Terza Joseph V, Bradford W David, Dismuke Clara E
Department of Epidemiology and Health Policy Research, University of Florida, 1329 SW 16th Street, Room 5130, PO Box 100147, Gainesville, FL 32610-0147, USA.
Health Serv Res. 2008 Jun;43(3):1102--20. doi: 10.1111/j.1475-6773.2007.00807.x.
To investigate potential bias in the use of the conventional linear instrumental variables (IV) method for the estimation of causal effects in inherently nonlinear regression settings.
Smoking Supplement to the 1979 National Health Interview Survey, National Longitudinal Alcohol Epidemiologic Survey, and simulated data.
Potential bias from the use of the linear IV method in nonlinear models is assessed via simulation studies and real world data analyses in two commonly encountered regression setting: (1) models with a nonnegative outcome (e.g., a count) and a continuous endogenous regressor; and (2) models with a binary outcome and a binary endogenous regressor.
The simulation analyses show that substantial bias in the estimation of causal effects can result from applying the conventional IV method in inherently nonlinear regression settings. Moreover, the bias is not attenuated as the sample size increases. This point is further illustrated in the survey data analyses in which IV-based estimates of the relevant causal effects diverge substantially from those obtained with appropriate nonlinear estimation methods.

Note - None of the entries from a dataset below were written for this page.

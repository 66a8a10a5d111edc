//! HTTP handlers for the peer protocol.

pub mod blocks;
pub mod health;
pub mod judgements;
pub mod sync;
pub mod transactions;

We offer this research as a cautionary note to those who would opt for the use of linear specifications in inherently nonlinear settings involving endogeneity.
探讨在本质上为非线性回归的情形下,使用传统线性工具变量(IV)方法估计因果效应时可能存在的偏差。
1979年全国健康访谈调查吸烟补充调查、全国酒精流行病学纵向调查以及模拟数据。
通过模拟研究和对两个常见回归情形的实际数据分析,评估在非线性模型中使用线性IV方法可能产生的偏差:(1)具有非负结果(如计数)和连续内生解释变量的模型;(2)具有二元结果和二元内生解释变量的模型。
模拟分析表明,在本质上为非线性回归的情形下应用传统IV方法,可能会导致因果效应估计中出现显著偏差。此外,偏差不会随着样本量的增加而减弱。在调查数据分析中进一步说明了这一点,其中基于IV的相关因果效应估计与使用适当非线性估计方法获得的估计值有很大差异。
我们进行这项研究是为了给那些在涉及内生性的本质非线性情形下选择使用线性设定的人敲响警钟。